= TASK BRIEF =
The number of lines containing "BillingService" is the only answer wanted; work it out from the entries below.

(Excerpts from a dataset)
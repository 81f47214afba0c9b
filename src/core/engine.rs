use chrono::NaiveDate;
use uuid::Uuid;

use crate::core::services::{
    AccountService, Anticipation, AnticipationService, BillingService, EntryService, GoalService,
    SeriesService, StatusChange,
};
use crate::errors::EngineResult;
use crate::ledger::bill::Bill;
use crate::ledger::cycle::{BillPeriod, RecurrenceInterval};
use crate::ledger::entry::{Entry, EntryStatus, SplitMode};
use crate::ledger::goal::{GoalStatus, GoalType, MonthlyGoal};
use crate::ledger::{Account, Card};
use crate::storage::{store_warnings, DocumentStore, EntryFilter};
use crate::time::{Clock, SystemClock};

/// Facade that coordinates the consistency services over one document store
/// and one clock. All bulk operations run as sequential per-document writes;
/// partial failures surface with the progress achieved.
pub struct LedgerEngine {
    store: Box<dyn DocumentStore>,
    clock: Box<dyn Clock>,
}

impl LedgerEngine {
    pub fn new(store: Box<dyn DocumentStore>, clock: Box<dyn Clock>) -> Self {
        Self { store, clock }
    }

    pub fn with_system_clock(store: Box<dyn DocumentStore>) -> Self {
        Self::new(store, Box::new(SystemClock))
    }

    pub fn store(&self) -> &dyn DocumentStore {
        self.store.as_ref()
    }

    pub fn today(&self) -> NaiveDate {
        self.clock.today()
    }

    pub fn add_account(
        &self,
        name: impl Into<String>,
        initial_balance_cents: i64,
    ) -> EngineResult<Account> {
        let account = Account::new(name, initial_balance_cents);
        self.store.upsert_account(&account)?;
        Ok(account)
    }

    pub fn add_card(
        &self,
        name: impl Into<String>,
        closing_day: u32,
        due_day: u32,
        credit_limit_cents: i64,
        payment_account_id: Uuid,
    ) -> EngineResult<Card> {
        self.store.account(payment_account_id)?;
        let card = Card::new(
            name,
            closing_day,
            due_day,
            credit_limit_cents,
            payment_account_id,
        )?;
        self.store.upsert_card(&card)?;
        Ok(card)
    }

    pub fn register_goal(
        &self,
        category_id: Uuid,
        goal_type: GoalType,
        period: BillPeriod,
        target_cents: i64,
    ) -> EngineResult<MonthlyGoal> {
        let goal = MonthlyGoal::new(category_id, goal_type, period, target_cents)?;
        GoalService::register(self.store.as_ref(), goal)
    }

    pub fn add_entry(&self, entry: Entry) -> EngineResult<Entry> {
        EntryService::add(self.store.as_ref(), self.today(), entry)
    }

    pub fn update_entry_status(
        &self,
        entry_id: Uuid,
        status: EntryStatus,
    ) -> EngineResult<StatusChange> {
        EntryService::set_status(self.store.as_ref(), entry_id, status)
    }

    pub fn update_entry_amount(
        &self,
        entry_id: Uuid,
        amount_cents: i64,
    ) -> EngineResult<StatusChange> {
        EntryService::set_amount(self.store.as_ref(), entry_id, amount_cents)
    }

    pub fn remove_entry(&self, entry_id: Uuid) -> EngineResult<Vec<Entry>> {
        EntryService::remove(self.store.as_ref(), entry_id)
    }

    pub fn list_entries(&self, filter: &EntryFilter) -> EngineResult<Vec<Entry>> {
        EntryService::list(self.store.as_ref(), filter)
    }

    pub fn expand_series(
        &self,
        template: Entry,
        interval: RecurrenceInterval,
        count: u32,
        split_mode: SplitMode,
    ) -> EngineResult<Vec<Entry>> {
        SeriesService::expand(
            self.store.as_ref(),
            self.today(),
            template,
            interval,
            count,
            split_mode,
        )
    }

    pub fn anticipate(
        &self,
        entry_id: Uuid,
        discount_cents: Option<i64>,
    ) -> EngineResult<Anticipation> {
        AnticipationService::anticipate(self.store.as_ref(), self.today(), entry_id, discount_cents)
    }

    pub fn move_series(&self, series_id: Uuid, delta_periods: i32) -> EngineResult<usize> {
        SeriesService::shift(self.store.as_ref(), self.today(), series_id, delta_periods)
    }

    pub fn delete_from_installment(&self, series_id: Uuid, from_index: u32) -> EngineResult<usize> {
        SeriesService::truncate(self.store.as_ref(), series_id, from_index)
    }

    pub fn bill_for(&self, card_id: Uuid, period: BillPeriod) -> EngineResult<Bill> {
        BillingService::bill_for(self.store.as_ref(), card_id, period)
    }

    pub fn bills_for(&self, period: BillPeriod) -> EngineResult<Vec<Bill>> {
        BillingService::bills_for(self.store.as_ref(), period)
    }

    pub fn pay_bill(&self, card_id: Uuid, period: BillPeriod) -> EngineResult<Entry> {
        BillingService::pay_bill(self.store.as_ref(), self.today(), card_id, period)
    }

    pub fn goal_progress(
        &self,
        category_id: Uuid,
        goal_type: GoalType,
        period: BillPeriod,
    ) -> EngineResult<i64> {
        GoalService::progress(self.store.as_ref(), category_id, goal_type, period)
    }

    pub fn goal_status(&self, goal_id: Uuid) -> EngineResult<GoalStatus> {
        GoalService::status(self.store.as_ref(), goal_id)
    }

    /// Recomputes the account balance from completed entries and refreshes
    /// the cached value.
    pub fn account_balance(&self, account_id: Uuid) -> EngineResult<i64> {
        AccountService::refresh_balance(self.store.as_ref(), account_id)
    }

    pub fn adjust_balance(
        &self,
        account_id: Uuid,
        new_balance_cents: i64,
    ) -> EngineResult<Option<Entry>> {
        AccountService::adjust(self.store.as_ref(), self.today(), account_id, new_balance_cents)
    }

    /// Dangling-reference scan over the current store snapshot.
    pub fn warnings(&self) -> EngineResult<Vec<String>> {
        store_warnings(self.store.as_ref())
    }
}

= THE COMPLETED TASK =
4